Ever since the narrator got a new editor, she’s shown R all of her work before handing it to the other man. Her editing sessions with R are intimate—since he can no longer mark up the manuscript, they carefully go over everything together in the secret room, sitting next to each other on the bed. Editing also helps R keep his mind busy, though he eventually asks the narrator to find him other work to do, too. The narrator says that that’s an excellent idea because she has lots of work to give him, so it will be like “killing two creatures with one stone.” She gives him menial tasks—like adding page numbers to her manuscript—that the happily takes to. They begin to settle into a relatively safe and comfortable routine.

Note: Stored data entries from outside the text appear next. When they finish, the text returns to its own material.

//! Small free functions shared by the magic-bitboard generator and the
//! pseudo-legal move generator. Kept separate from `bitboard` because these
//! operate on (rank, file) pairs rather than raw bitboards.

use crate::bitboard::BitboardExt;

#[inline(always)]
pub const fn square_index(rank: usize, file: usize) -> usize {
    rank * 8 + file
}

/// Pops the least-significant set square out of `bb` and returns its index.
#[inline(always)]
pub fn pop_lsb(bb: &mut u64) -> u8 {
    bb.pop_lsb() as u8
}
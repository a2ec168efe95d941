use crate::board::Board;
use crate::moves::{
    execute::{make_move_basic, undo_move_basic},
    generator::generate_legal,
    magic::MagicTables,
    square_control::in_check,
    types::Move,
};
use tracing::{debug, instrument};

const MAX_LOG_DEPTH: u32 = 3; // only trace details for shallow nodes
const MAX_PERFT_DEPTH: usize = 20; // support perft up to depth 20

pub struct PerftCounters {
    pub nodes: u64,
    pub captures: u64,
    pub ep_captures: u64,
    pub castles: u64,
    pub promotions: u64,
    pub checks: u64,
    pub checkmates: u64,
}

impl PerftCounters {
    pub fn zero() -> Self {
        Self {
            nodes: 0,
            captures: 0,
            ep_captures: 0,
            castles: 0,
            promotions: 0,
            checks: 0,
            checkmates: 0,
        }
    }
    pub fn add(&mut self, o: &PerftCounters) {
        self.nodes += o.nodes;
        self.captures += o.captures;
        self.ep_captures += o.ep_captures;
        self.castles += o.castles;
        self.promotions += o.promotions;
        self.checks += o.checks;
        self.checkmates += o.checkmates;
    }
}

// Helper functions for creating buffer arrays
fn create_move_buffer_array() -> [Vec<Move>; MAX_PERFT_DEPTH] {
    std::array::from_fn(|_| Vec::with_capacity(64))
}

fn create_pseudo_buffer_array() -> [Vec<Move>; MAX_PERFT_DEPTH] {
    std::array::from_fn(|_| Vec::with_capacity(256))
}

#[inline]
fn sq_as_a1_zero(idx: u8) -> String {
    // Assumes 0 = a1, 63 = h8 (file = idx % 8, rank = idx / 8)
    let file = idx % 8;
    let rank = idx / 8;
    let f = (b'a' + file) as char;
    let r = (b'1' + rank) as char;
    format!("{f}{r}")
}

#[inline]
fn sq_as_a8_zero(idx: u8) -> String {
    // Assumes 0 = a8, 63 = h1 (file = idx % 8, rank = 7 - idx / 8)
    let file = idx % 8;
    let rank = 7 - (idx / 8);
    let f = (b'a' + file) as char;
    let r = (b'1' + rank) as char;
    format!("{f}{r}")
}

// Recursive perft implementation with per-ply buffers
fn perft_recursive(
    board: &mut Board,
    tables: &MagicTables,
    depth: u32,
    ply: usize,
    move_buffers: &mut [Vec<Move>],
    pseudo_buffers: &mut [Vec<Move>],
) -> u64 {
    if depth == 0 {
        return 1;
    }

    // Generate moves (reusing buffers)
    {
        let moves = &mut move_buffers[ply];
        let pseudo = &mut pseudo_buffers[ply];
        moves.clear();
        generate_legal(board, tables, moves, pseudo);
    }

    // Copy moves out to avoid borrow conflict
    let move_count = move_buffers[ply].len();
    let mut node_count = 0;

    for i in 0..move_count {
        let mv = move_buffers[ply][i];
        let undo = make_move_basic(board, mv, true);

        // Child uses ply+1 buffers
        node_count += perft_recursive(
            board,
            tables,
            depth - 1,
            ply + 1,
            move_buffers,
            pseudo_buffers,
        );

        undo_move_basic(board, undo, true);
    }

    node_count
}

#[instrument(skip(board, tables), fields(depth))]
pub fn perft(board: &mut Board, tables: &MagicTables, depth: u32) -> u64 {
    if depth as usize > MAX_PERFT_DEPTH {
        panic!(
            "Depth {} exceeds MAX_PERFT_DEPTH {}",
            depth, MAX_PERFT_DEPTH
        );
    }

    // Allocate buffers once
    let mut move_buffers = create_move_buffer_array();
    let mut pseudo_buffers = create_pseudo_buffer_array();

    // Start recursive search
    perft_recursive(
        board,
        tables,
        depth,
        0,
        &mut move_buffers,
        &mut pseudo_buffers,
    )
}

#[instrument(skip(board, tables), fields(depth))]
pub fn perft_divide(board: &mut Board, tables: &MagicTables, depth: u32) -> u64 {
    if depth as usize > MAX_PERFT_DEPTH {
        panic!(
            "Depth {} exceeds MAX_PERFT_DEPTH {}",
            depth, MAX_PERFT_DEPTH
        );
    }

    // Allocate buffers once
    let mut move_buffers = create_move_buffer_array();
    let mut pseudo_buffers = create_pseudo_buffer_array();

    // Generate root moves
    {
        let moves = &mut move_buffers[0];
        let pseudo = &mut pseudo_buffers[0];
        moves.clear();
        generate_legal(board, tables, moves, pseudo);

        if depth <= MAX_LOG_DEPTH {
            debug!(depth, moves = moves.len(), "divide: root legal moves");
        }
    }

    let mut total = 0;
    let move_count = move_buffers[0].len();

    for i in 0..move_count {
        let mv = move_buffers[0][i];

        if depth <= MAX_LOG_DEPTH {
            let from = mv.from.index();
            let to = mv.to.index();

            debug!(
                %mv, depth,
                from_idx = from, to_idx = to,
                from_a1 = %sq_as_a1_zero(from), to_a1 = %sq_as_a1_zero(to),
                from_a8 = %sq_as_a8_zero(from), to_a8 = %sq_as_a8_zero(to),
                "divide: exploring root move (decode check)"
            );
        }

        let undo = make_move_basic(board, mv, true);

        let count = if depth == 1 {
            1
        } else {
            perft_recursive(
                board,
                tables,
                depth - 1,
                1,
                &mut move_buffers,
                &mut pseudo_buffers,
            )
        };

        undo_move_basic(board, undo, true);

        if depth <= MAX_LOG_DEPTH {
            debug!(%mv, nodes = count, "divide: root child total");
        }

        println!("{}: {}", mv, count);
        total += count;
    }

    debug!(depth, total, "divide: total");
    println!("Total: {}", total);
    total
}

// Recursive implementation with per-ply buffers for breakdown
fn perft_count_recursive(
    board: &mut Board,
    tables: &MagicTables,
    depth: u32,
    ply: usize,
    out: &mut PerftCounters,
    move_buffers: &mut [Vec<Move>],
    pseudo_buffers: &mut [Vec<Move>],
) {
    if depth == 0 {
        out.nodes += 1;

        // Leaf: check/mate status
        let side_in_check = in_check(board, board.side_to_move, tables);
        if side_in_check {
            out.checks += 1;
        }

        {
            let tmp = &mut move_buffers[ply];
            let scratch = &mut pseudo_buffers[ply];
            tmp.clear();
            generate_legal(board, tables, tmp, scratch);
        }

        if move_buffers[ply].is_empty() && side_in_check {
            out.checkmates += 1;
        }
        return;
    }

    // Generate moves
    {
        let moves = &mut move_buffers[ply];
        let pseudo = &mut pseudo_buffers[ply];
        moves.clear();
        generate_legal(board, tables, moves, pseudo);
    }

    let move_count = move_buffers[ply].len();
    for i in 0..move_count {
        let mv = move_buffers[ply][i];

        // --- breakdown tags at this ply (edge-based) ---
        if mv.is_capture() {
            out.captures += 1;
            if mv.is_en_passant() {
                out.ep_captures += 1;
            }
        }
        if mv.is_castling() {
            out.castles += 1;
        }
        if mv.promotion.is_some() {
            out.promotions += 1;
        }

        #[cfg(debug_assertions)]
        let z0 = board.zobrist;

        let undo = make_move_basic(board, mv, true);
        perft_count_recursive(
            board,
            tables,
            depth - 1,
            ply + 1,
            out,
            move_buffers,
            pseudo_buffers,
        );
        undo_move_basic(board, undo, true);

        #[cfg(debug_assertions)]
        {
            debug_assert_eq!(board.zobrist, z0, "zobrist changed across make/undo");
            debug_assert_eq!(
                board.compute_zobrist_full(),
                board.zobrist,
                "full recompute mismatch"
            );
        }
    }
}

pub fn perft_count_with_breakdown(
    board: &mut Board,
    tables: &MagicTables,
    depth: u32,
    out: &mut PerftCounters,
) {
    if depth as usize > MAX_PERFT_DEPTH {
        panic!(
            "Depth {} exceeds MAX_PERFT_DEPTH {}",
            depth, MAX_PERFT_DEPTH
        );
    }

    let mut move_buffers = create_move_buffer_array();
    let mut pseudo_buffers = create_pseudo_buffer_array();

    perft_count_recursive(
        board,
        tables,
        depth,
        0,
        out,
        &mut move_buffers,
        &mut pseudo_buffers,
    );
}

pub fn perft_divide_with_breakdown(
    board: &mut Board,
    tables: &MagicTables,
    depth: u32,
) -> Vec<(Move, PerftCounters)> {
    if depth as usize > MAX_PERFT_DEPTH {
        panic!(
            "Depth {} exceeds MAX_PERFT_DEPTH {}",
            depth, MAX_PERFT_DEPTH
        );
    }

    // Allocate buffers once
    let mut move_buffers = create_move_buffer_array();
    let mut pseudo_buffers = create_pseudo_buffer_array();

    // Generate root moves
    {
        let moves = &mut move_buffers[0];
        let pseudo = &mut pseudo_buffers[0];
        moves.clear();
        generate_legal(board, tables, moves, pseudo);
    }

    let move_count = move_buffers[0].len();
    let mut out = Vec::with_capacity(move_count);

    for i in 0..move_count {
        let mv = move_buffers[0][i];
        let undo = make_move_basic(board, mv, true);
        let mut pc = PerftCounters::zero();

        if depth > 1 {
            perft_count_recursive(
                board,
                tables,
                depth - 1,
                1,
                &mut pc,
                &mut move_buffers,
                &mut pseudo_buffers,
            );
        } else {
            pc.nodes = 1;
        }

        undo_move_basic(board, undo, true);
        out.push((mv, pc));
    }
    out
}
impl Board {
    /// Recompute from current state and store into `self.zobrist`.
    #[inline]
    pub fn refresh_zobrist(&mut self) {
        self.zobrist = self.compute_zobrist_full();
    }

    #[inline(always)]
    pub(crate) fn bb(&self, color: Color, piece: Piece) -> u64 {
        self.piece_bb[color as usize][piece as usize]
    }

    #[inline(always)]
    pub(crate) fn set_bb(&mut self, color: Color, piece: Piece, new_bb: u64) {
        use crate::hash::zobrist::zobrist_keys;
        let ci = color as usize;
        let pi = piece as usize;

        let old_bb = self.piece_bb[ci][pi];
        let delta = old_bb ^ new_bb;
        if delta == 0 {
            return;
        }

        // store new bitboard
        self.piece_bb[ci][pi] = new_bb;

        // side occupancies
        if color == Color::White {
            self.occ_white ^= delta;
        } else {
            self.occ_black ^= delta;
        }
        self.occ_all = self.occ_white | self.occ_black;

        // --- ZOBRIST: toggle piece keys for all squares that changed ---
        let keys = zobrist_keys();

        let mut bits_to_update = delta;
        while bits_to_update != 0 {
            // isolate one toggled square
            let single_bit = bits_to_update & (!bits_to_update + 1);
            let sq_idx = single_bit.trailing_zeros() as usize;

            // update piece_on_sq table
            if new_bb & single_bit != 0 {
                self.place_piece_at_sq(color, piece, Square::from_index(sq_idx as u8));
            } else {
                self.clear_square(Square::from_index(sq_idx as u8));
            }

            // Zobrist: XOR the piece key (works for both add and remove)
            self.zobrist ^= keys.piece[ci][pi][sq_idx];

            bits_to_update &= bits_to_update - 1;
        }
    }

    #[inline(always)]
    pub(crate) fn clear_square(&mut self, sq: Square) {
        let i = sq.index() as usize;
        self.piece_on_sq[i] = EMPTY_SQ;
    }

    #[inline(always)]
    pub(crate) fn place_piece_at_sq(&mut self, color: Color, piece: Piece, sq: Square) {
        let i = sq.index() as usize;
        self.piece_on_sq[i] = (color as u8) << 3 | (piece as u8);
    }

    /// Create an empty board (all bitboards zero, White to move).
    pub fn new_empty() -> Self {
        let mut b = Board {
            piece_bb: [[0u64; 6]; 2],
            occ_white: 0,
            occ_black: 0,
            occ_all: 0,
            piece_on_sq: [EMPTY_SQ; 64],
            side_to_move: Color::White,
            castling_rights: 0,
            en_passant: None,
            halfmove_clock: 0,
            fullmove_number: 1,
            zobrist: 0,
            history: Vec::new(),
            move_history: Vec::new(),
            cached_in_check: std::cell::Cell::new(None),
        };
        b.refresh_zobrist();
        b
    }

    /// True iff `side_to_move`'s king is attacked, cached lazily until the
    /// next make/unmake (including null-move) invalidates it.
    pub fn is_in_check(&self, tables: &crate::moves::magic::MagicTables) -> bool {
        if let Some(cached) = self.cached_in_check.get() {
            return cached;
        }
        let result = crate::moves::square_control::in_check(self, self.side_to_move, tables);
        self.cached_in_check.set(Some(result));
        result
    }

    /// Drops the cached `is_in_check()` result. Called by every make/unmake
    /// (including null-move) since any of them can change whether the side
    /// to move is in check.
    #[inline(always)]
    pub(crate) fn invalidate_check_cache(&mut self) {
        self.cached_in_check.set(None);
    }

    pub fn new() -> Self {
        let mut b = Board::new_empty();
        // Set up white pieces
        b.set_bb(Color::White, Piece::Pawn, WHITE_PAWN_MASK);
        b.set_bb(Color::White, Piece::Bishop, WHITE_BISHOP_MASK);
        b.set_bb(Color::White, Piece::Knight, WHITE_KNIGHT_MASK);
        b.set_bb(Color::White, Piece::Rook, WHITE_ROOK_MASK);
        b.set_bb(Color::White, Piece::Queen, WHITE_QUEEN_MASK);
        b.set_bb(Color::White, Piece::King, WHITE_KING_MASK);

        // Set up black pieces
        b.set_bb(Color::Black, Piece::Pawn, BLACK_PAWN_MASK);
        b.set_bb(Color::Black, Piece::Bishop, BLACK_BISHOP_MASK);
        b.set_bb(Color::Black, Piece::Knight, BLACK_KNIGHT_MASK);
        b.set_bb(Color::Black, Piece::Rook, BLACK_ROOK_MASK);
        b.set_bb(Color::Black, Piece::Queen, BLACK_QUEEN_MASK);
        b.set_bb(Color::Black, Piece::King, BLACK_KING_MASK);

        // Setup side to move and other important information
        b.side_to_move = Color::White;
        b.castling_rights = CASTLE_WK | CASTLE_WQ | CASTLE_BK | CASTLE_BQ;
        b.en_passant = None;
        b.halfmove_clock = 0;
        b.fullmove_number = 1;
        b.refresh_zobrist();
        b.history.clear();
        b.move_history.clear();
        b
    }

    #[inline(always)]
    /// Bitboard of all pieces (both colors).
    pub fn occupied(&self) -> u64 {
        self.occ_all
    }

    #[inline(always)]
    pub fn has_castling(&self, flag: u8) -> bool {
        self.castling_rights & flag != 0
    }

    #[inline(always)]
    /// Bitboard of all pieces for one side.
    pub fn occupancy(&self, color: Color) -> u64 {
        match color {
            Color::White => self.occ_white,
            Color::Black => self.occ_black,
        }
    }

    /// Shorthand for the opponent’s occupancy.
    pub fn opponent_occupancy(&self, color: Color) -> u64 {
        self.occupancy(color.opposite())
    }

    #[inline(always)]
    /// Single‐slot accessor for a given piece & color.
    pub fn pieces(&self, piece: Piece, color: Color) -> u64 {
        self.bb(color, piece)
    }

    /// Returns the piece and color at a given square, or None if empty.
    #[inline(always)]
    pub fn piece_at(&self, sq: Square) -> Option<(Color, Piece)> {
        let val = self.piece_on_sq[sq.index() as usize];
        if val == EMPTY_SQ {
            None
        } else {
            let color = Color::from_u8((val >> 3) & 1);
            let piece = Piece::from_u8(val & 0b111);
            Some((color, piece))
        }
    }

    /// Returns just the piece at a given square (ignoring color), or None if empty.
    #[inline(always)]
    pub fn piece_type_at(&self, sq: Square) -> Option<Piece> {
        self.piece_at(sq).map(|(_, piece)| piece)
    }

    /// Returns just the color at a given square, or None if empty.
    #[inline(always)]
    pub fn color_at(&self, sq: Square) -> Option<Color> {
        self.piece_at(sq).map(|(color, _)| color)
    }

    // Utility Aliases
    #[inline(always)]
    pub fn en_passant_target(&self) -> Option<Square> {
        self.en_passant
    }

    #[inline(always)]
    pub fn zobrist_key(&self) -> u64 {
        self.zobrist
    }

    #[inline(always)]
    pub fn fifty_move_counter(&self) -> u32 {
        self.halfmove_clock
    }

    /// Zobrist keys of ancestor positions since the last irreversible move,
    /// in play order (oldest first). Used to detect repetition.
    #[inline(always)]
    pub fn repetition_keys(&self) -> &[u64] {
        &self.history
    }

    #[inline(always)]
    pub fn has_kingside_castle(&self, color: Color) -> bool {
        match color {
            Color::White => self.castling_rights & CASTLE_WK != 0,
            Color::Black => self.castling_rights & CASTLE_BK != 0,
        }
    }

    #[inline(always)]
    pub fn has_queenside_castle(&self, color: Color) -> bool {
        match color {
            Color::White => self.castling_rights & CASTLE_WQ != 0,
            Color::Black => self.castling_rights & CASTLE_BQ != 0,
        }
    }

    /// Function to get exactly what square the king sits on
    #[inline(always)]
    pub fn king_square(&self, color: Color) -> Square {
        let king_bb = self.pieces(Piece::King, color);
        if king_bb == 0 {
            panic!(
                "King missing for {:?}! \nFEN: {}\nOcc: {:#x}",
                color,
                self.to_fen(),
                self.occupied()
            );
        }
        Square::try_from(king_bb.lsb()).expect("Invalid king bitboard")
    }

    /// Full recompute from current state. Must match the incremental hash at all times.
    pub fn compute_zobrist_full(&self) -> u64 {
        use crate::hash::zobrist::zobrist_keys;

        let keys = zobrist_keys();
        let mut board_hash: u64 = 0;

        // 1) Pieces by (color, piece)
        // Prefer iterating bitboards for speed; falls back nicely if you don’t have a helper.
        #[inline]
        fn idx_of(c: Color, p: Piece) -> (usize, usize) {
            let ci = match c {
                Color::White => 0,
                Color::Black => 1,
            };
            let pi = match p {
                Piece::Pawn => 0,
                Piece::Knight => 1,
                Piece::Bishop => 2,
                Piece::Rook => 3,
                Piece::Queen => 4,
                Piece::King => 5,
            };
            (ci, pi)
        }

        const COLORS: [Color; 2] = [Color::White, Color::Black];
        const PIECES: [Piece; 6] = [
            Piece::Pawn,
            Piece::Knight,
            Piece::Bishop,
            Piece::Rook,
            Piece::Queen,
            Piece::King,
        ];
        // Iterate all 12 piece bitboards.
        for &c in &COLORS {
            for &p in &PIECES {
                let (ci, pi) = idx_of(c, p);
                let mut bb = self.bb(c, p);
                while bb != 0 {
                    let sq = bb.trailing_zeros() as usize;
                    board_hash ^= keys.piece[ci][pi][sq];
                    bb &= bb - 1; // pop LSB
                }
            }
        }

        // 2) Side to move (only when Black to move)
        if self.side_to_move == Color::Black {
            board_hash ^= keys.side_to_move;
        }

        // 3) Castling rights in K,Q,k,q bit order (your bitfield matches this)
        let rights = self.castling_rights; // assume u8 with bits 0..3 = K,Q,k,q
        if (rights & CASTLE_WK) != 0 {
            board_hash ^= keys.castling[0];
        } // K
        if (rights & CASTLE_WQ) != 0 {
            board_hash ^= keys.castling[1];
        } // Q
        if (rights & CASTLE_BK) != 0 {
            board_hash ^= keys.castling[2];
        } // k
        if (rights & CASTLE_BQ) != 0 {
            board_hash ^= keys.castling[3];
        } // q

        // 4) En passant (only if capturable this ply)
        if let Some(file) = crate::hash::zobrist::ep_file_to_hash(self) {
            board_hash ^= keys.ep_file[file as usize];
        }

        board_hash
    }

    /// Counts occurrences of the *current* Zobrist, including the current position itself.
    pub fn repetition_count(&self) -> u8 {
        let current = self.zobrist;
        let mut count: u8 = 1;
        for &k in &self.history {
            if k == current {
                count = count.saturating_add(1);
            }
        }
        count
    }

    /// True iff `repetition_count() >= 3`
    pub fn is_threefold(&self) -> bool {
        self.repetition_count() >= 3
    }

    #[cfg(debug_assertions)]
    #[inline]
    pub fn assert_hash(&self) {
        // Recompute using the same logic as compute_zobrist_full()
        let full = self.compute_zobrist_full();
        debug_assert_eq!(
            self.zobrist, full,
            "Zobrist parity mismatch: stored={:#018x}, full={:#018x}",
            self.zobrist, full
        );
    }
}

impl Color {
    pub fn opposite(self) -> Self {
        match self {
            Color::White => Color::Black,
            Color::Black => Color::White,
        }
    }

    /// Decode a 0/1 value into a Color.
    #[inline(always)]
    pub(crate) fn from_u8(v: u8) -> Self {
        match v {
            0 => Color::White,
            1 => Color::Black,
            _ => panic!("Invalid Color encoding: {}", v),
        }
    }
}

impl std::ops::Not for Color {
    type Output = Self;

    fn not(self) -> Self::Output {
        self.opposite()
    }
}

impl Piece {
    /// Decode a 0–5 value into a Piece.
    #[inline(always)]
    pub(crate) fn from_u8(v: u8) -> Self {
        match v {
            0 => Piece::Pawn,
            1 => Piece::Knight,
            2 => Piece::Bishop,
            3 => Piece::Rook,
            4 => Piece::Queen,
            5 => Piece::King,
            _ => panic!("Invalid Piece encoding: {}", v),
        }
    }

}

The fact that the narrator and R have to go over her manuscript together on the same bed show that their personal and professional lives have completely overlapped. The narrator clearly only trusts R with her manuscript, since she makes sure he sees it before the new editor—this shows how important she considers her work and how seriously she takes R’s opinions. It’s also noteworthy that the narrator tries to use a common expression—killing two birds with one stone—but can’t, since she’s forgotten the word “bird.” This doesn’t move the plot forward, but it does remind the reader how the consequences of disappearances can pop up at any moment.
Yet, despite the satisfaction inside their home, the outside world is in decline. Photographs, as well as different kinds of fruits, have been disappeared. The day photographs disappeared, R pleaded with the narrator not to burn them. He told her that they were valuable since they sustain memory, and that although they were only pieces of paper, they “captured something profound.” But the narrator responded that even though she had enjoyed photographs and knew they allowed her wonderful memories, it was simply time for them to go—she did not have the strength to resist a disappearance. R begged her to keep them even if she couldn’t resist forgetting what they were, but she said there was no point. The narrator told R that he could not understand. He gave in, and she burned the photographs.
Photographs are one of the most consequential disappearances of late, since photographs themselves are a way to keep memories alive. This means that the people on the island lose not only an object, but also an important way to protect against forgetting. R’s attempts to have the narrator keep a few photographs shows that he wants her to fight against what is happening to her mind, but she doesn’t—this remains a common tension between the two throughout the book.